The woman who takes my orders
listened, nodding, conjured
characters on a lined green ORDERS pad.
She spoke to three idle chefs: white aprons, white
paper hats.  They rose and moved, one
to the rice, the white and red cartons.
Another to the wide woks on burners,
the stainless ladles, steel urns.  

The closest one prepared to toss tofu
into hot fat, and I stopped him, explained
I like it raw, or maybe steamed, just
tossed with the Broccoli, the Black Bean Sauce.
He looked at me.  Everything was still:
the Bean Curd cool
there in the basket.  I was sure
we understood each other.  The other
men laughed.  The girl shuffled
back, translated.  They were rapt.
Then they turned to me in unison,  a chorus of
Mandarin, Cantonese, and Szechuan assent.
Cheerful, bored, delighted. Streams
of ladled sauce.  The narrow kitchen,
narrow hips of my beloved sauce man,
preparing two tidy, perfect cartons for $5.85.
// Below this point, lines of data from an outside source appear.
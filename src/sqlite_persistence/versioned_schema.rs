use anyhow::{bail, Result};
use rusqlite::{params, Connection};
use tracing::info;

/// Offset added to schema versions before stamping `PRAGMA user_version`,
/// so a database created by an unrelated tool is never mistaken for ours.
pub const BASE_DB_VERSION: usize = 4000;

/// SQL default expression for epoch-seconds creation timestamps.
pub const DEFAULT_TIMESTAMP: &str = "(cast(strftime('%s','now') as int))";

#[derive(Debug, Clone, Copy, PartialEq, Eq)]
pub enum SqlType {
    Text,
    Integer,
    Real,
}

impl SqlType {
    fn as_sql(self) -> &'static str {
        match self {
            SqlType::Text => "TEXT",
            SqlType::Integer => "INTEGER",
            SqlType::Real => "REAL",
        }
    }
}

/// A column declaration, built with const chaining:
/// `Column::new("id", SqlType::Integer).primary_key()`.
pub struct Column {
    pub name: &'static str,
    pub sql_type: SqlType,
    pub primary_key: bool,
    pub non_null: bool,
    pub default_sql: Option<&'static str>,
    /// Target in `table(column)` form, rendered as a REFERENCES clause.
    pub references: Option<&'static str>,
}

impl Column {
    pub const fn new(name: &'static str, sql_type: SqlType) -> Self {
        Column {
            name,
            sql_type,
            primary_key: false,
            non_null: false,
            default_sql: None,
            references: None,
        }
    }

    pub const fn primary_key(mut self) -> Self {
        self.primary_key = true;
        self
    }

    pub const fn non_null(mut self) -> Self {
        self.non_null = true;
        self
    }

    pub const fn default_sql(mut self, sql: &'static str) -> Self {
        self.default_sql = Some(sql);
        self
    }

    pub const fn references(mut self, target: &'static str) -> Self {
        self.references = Some(target);
        self
    }
}

pub struct Table {
    pub name: &'static str,
    pub columns: &'static [Column],
    /// (index_name, indexed columns) pairs.
    pub indices: &'static [(&'static str, &'static str)],
    pub unique_constraints: &'static [&'static [&'static str]],
}

impl Table {
    pub fn create(&self, conn: &Connection) -> Result<()> {
        let mut sql = format!("CREATE TABLE {} (", self.name);
        for (i, column) in self.columns.iter().enumerate() {
            if i > 0 {
                sql.push_str(", ");
            }
            sql.push_str(column.name);
            sql.push(' ');
            sql.push_str(column.sql_type.as_sql());
            if column.primary_key {
                sql.push_str(" PRIMARY KEY");
            }
            if column.non_null {
                sql.push_str(" NOT NULL");
            }
            if let Some(default_sql) = column.default_sql {
                sql.push_str(&format!(" DEFAULT {}", default_sql));
            }
            if let Some(target) = column.references {
                sql.push_str(&format!(" REFERENCES {}", target));
            }
        }
        for unique in self.unique_constraints {
            sql.push_str(&format!(", UNIQUE ({})", unique.join(", ")));
        }
        sql.push_str(");");
        conn.execute(&sql, params![])?;

        for (index_name, columns) in self.indices {
            conn.execute(
                &format!("CREATE INDEX {} ON {}({});", index_name, self.name, columns),
                params![],
            )?;
        }
        Ok(())
    }
}

pub struct SchemaVersion {
    pub version: usize,
    pub tables: &'static [Table],
    pub migration: Option<fn(&Connection) -> Result<()>>,
}

impl SchemaVersion {
    pub fn create(&self, conn: &Connection) -> Result<()> {
        conn.execute("PRAGMA foreign_keys = ON;", params![])?;
        for table in self.tables {
            table.create(conn)?;
        }
        conn.execute(
            &format!("PRAGMA user_version = {}", BASE_DB_VERSION + self.version),
            [],
        )?;
        Ok(())
    }

    /// Check that every declared table exists with the declared column
    /// names and types, in order.
    pub fn validate(&self, conn: &Connection) -> Result<()> {
        for table in self.tables {
            let mut stmt = conn.prepare(&format!("PRAGMA table_info({});", table.name))?;
            let actual: Vec<(String, String)> = stmt
                .query_map(params![], |row| Ok((row.get(1)?, row.get(2)?)))?
                .collect::<std::result::Result<_, _>>()?;

            if actual.len() != table.columns.len() {
                bail!(
                    "table {} has {} columns, expected {} ({})",
                    table.name,
                    actual.len(),
                    table.columns.len(),
                    table
                        .columns
                        .iter()
                        .map(|c| c.name)
                        .collect::<Vec<_>>()
                        .join(", ")
                );
            }
            for ((name, sql_type), expected) in actual.iter().zip(table.columns.iter()) {
                if name != expected.name {
                    bail!(
                        "table {} column mismatch: expected {}, got {}",
                        table.name,
                        expected.name,
                        name
                    );
                }
                if sql_type != expected.sql_type.as_sql() {
                    bail!(
                        "table {} column {} type mismatch: expected {}, got {}",
                        table.name,
                        expected.name,
                        expected.sql_type.as_sql(),
                        sql_type
                    );
                }
            }
        }
        Ok(())
    }
}

/// Bring a database up to the newest schema version.
///
/// A brand new database gets the latest schema directly; an existing one is
/// walked through the pending migrations inside a single transaction. A
/// database whose `user_version` predates [`BASE_DB_VERSION`] but already
/// contains tables was not created by this crate and is rejected.
pub fn migrate_to_latest(conn: &mut Connection, schemas: &'static [SchemaVersion]) -> Result<()> {
    let latest = schemas
        .last()
        .expect("at least one schema version must be defined");

    let table_count: i64 = conn.query_row(
        "SELECT COUNT(*) FROM sqlite_master WHERE type='table' AND name NOT LIKE 'sqlite_%'",
        [],
        |r| r.get(0),
    )?;
    if table_count == 0 {
        info!("Creating db schema at version {}", latest.version);
        return latest.create(conn);
    }

    let db_version: i64 = conn.query_row("PRAGMA user_version", [], |r| r.get(0))?;
    if (db_version as usize) < BASE_DB_VERSION {
        bail!(
            "database has tables but user_version {} is not ours; refusing to migrate",
            db_version
        );
    }

    let mut current = db_version as usize - BASE_DB_VERSION;
    if current >= latest.version {
        return Ok(());
    }

    let tx = conn.transaction()?;
    let start = current;
    for schema in schemas.iter().filter(|s| s.version > start) {
        let Some(migration) = schema.migration else {
            bail!(
                "no migration path from schema version {} to {}",
                current,
                schema.version
            );
        };
        info!("Migrating db from version {} to {}", current, schema.version);
        migration(&tx)?;
        current = schema.version;
    }
    tx.pragma_update(None, "user_version", BASE_DB_VERSION + current)?;
    tx.commit()?;
    Ok(())
}
mod file_config;

pub use file_config::{FeedFileConfig, FileConfig};

use anyhow::{bail, Result};
use std::path::PathBuf;
use std::time::Duration;

/// CLI arguments that can be used for config resolution.
/// This struct mirrors the CLI arguments that can be overridden by TOML config.
#[derive(Debug, Clone, Default)]
pub struct CliConfig {
    pub db_path: Option<PathBuf>,
    pub base_url: Option<String>,
    pub source: Option<String>,
    pub group_id: Option<i64>,
    pub timeout_sec: Option<u64>,
    pub poll_interval_sec: Option<u64>,
}

#[derive(Debug, Clone)]
pub struct AppConfig {
    pub db_path: PathBuf,
    pub feed: FeedSettings,
    pub poll_interval: Option<Duration>,
}

#[derive(Debug, Clone)]
pub struct FeedSettings {
    pub base_url: String,
    pub source: String,
    pub group_id: i64,
    pub timeout: Duration,
}

const DEFAULT_SOURCE: &str = "NFJS";
const DEFAULT_TIMEOUT_SEC: u64 = 30;

impl AppConfig {
    /// Resolve configuration from CLI arguments and optional TOML file config.
    /// TOML values override CLI values where present.
    pub fn resolve(cli: &CliConfig, file_config: Option<FileConfig>) -> Result<Self> {
        let file = file_config.unwrap_or_default();
        let file_feed = file.feed.unwrap_or_default();

        let db_path = file
            .db_path
            .map(PathBuf::from)
            .or_else(|| cli.db_path.clone())
            .ok_or_else(|| {
                anyhow::anyhow!("events db path must be specified on the command line or in the config file")
            })?;

        let base_url = file_feed
            .base_url
            .or_else(|| cli.base_url.clone())
            .ok_or_else(|| {
                anyhow::anyhow!("feed base url must be specified via --base-url or in the config file")
            })?;

        let group_id = file_feed.group_id.or(cli.group_id).ok_or_else(|| {
            anyhow::anyhow!("owning group must be specified via --group-id or in the config file")
        })?;
        if group_id <= 0 {
            bail!("group id must be positive, got {}", group_id);
        }

        let source = file_feed
            .source
            .or_else(|| cli.source.clone())
            .unwrap_or_else(|| DEFAULT_SOURCE.to_string());

        let timeout_sec = file_feed
            .timeout_sec
            .or(cli.timeout_sec)
            .unwrap_or(DEFAULT_TIMEOUT_SEC);

        let poll_interval = file
            .poll_interval_sec
            .or(cli.poll_interval_sec)
            .map(Duration::from_secs);

        Ok(AppConfig {
            db_path,
            feed: FeedSettings {
                base_url,
                source,
                group_id,
                timeout: Duration::from_secs(timeout_sec),
            },
            poll_interval,
        })
    }
}

#[cfg(test)]
mod tests {
    use super::*;

    fn cli() -> CliConfig {
        CliConfig {
            db_path: Some(PathBuf::from("/tmp/events.db")),
            base_url: Some("https://cli.example.com".to_string()),
            source: None,
            group_id: Some(1),
            timeout_sec: None,
            poll_interval_sec: None,
        }
    }

    #[test]
    fn cli_alone_resolves_with_defaults() {
        let config = AppConfig::resolve(&cli(), None).unwrap();
        assert_eq!(config.feed.base_url, "https://cli.example.com");
        assert_eq!(config.feed.source, "NFJS");
        assert_eq!(config.feed.timeout, Duration::from_secs(30));
        assert!(config.poll_interval.is_none());
    }

    #[test]
    fn file_values_override_cli() {
        let file: FileConfig = toml::from_str(
            r#"
            [feed]
            base_url = "https://file.example.com"
            source = "SPRINGONE"
            "#,
        )
        .unwrap();

        let config = AppConfig::resolve(&cli(), Some(file)).unwrap();
        assert_eq!(config.feed.base_url, "https://file.example.com");
        assert_eq!(config.feed.source, "SPRINGONE");
        assert_eq!(config.db_path, PathBuf::from("/tmp/events.db"));
    }

    #[test]
    fn missing_group_id_is_an_error() {
        let mut cli = cli();
        cli.group_id = None;
        assert!(AppConfig::resolve(&cli, None).is_err());
    }
}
I bring it home, and it is so good.  We
eat it in the kitchen: pans clean and idle,
empty sink. All evening, again and again,
one of us will raise her shaking head, jade
chopsticks lifted, certain, saying No.  No,
they must have been mistaken.

 

 

I Have Plenty of Time

Coming into school on the shuttle I see the fresh-mown
stripes of bright green and its back on the hill from
the archives to the sparkled harbor, all the fall light left,
and think how can I get there?  Past the construction, bus
lanes, out of the office, into the sun:  I’ll get there. Yesterday
I went to Boston Children’s, a terrific hospital, where we’re
so happy Mojie gets to take her little boy.  Rafe needs a surgery
surgeons say will take all day.  They explain it’s like flying
somewhere; the flight doesn’t take that long, but you have
to get your ticket, get to the airport, TSA, the whole thing.
The interstitial times, the hour it takes to get to the fourteen
hour day, the ways the time with Ada’s work makes each
minute worthwhile.  No time for breakfast, but eight minutes
to sit with a cup of coffee, nestled next to Josey.  My father
made the cups. We’re getting there.  Is it the journey or
the destination? glossy subway ads ask, posters for a cruise
I don’t ever want to take, and anyway, who has the time?
But I can read my friend’s poems on the T in the morning,
hold on to the warm weight of Josey’s arm on my hip.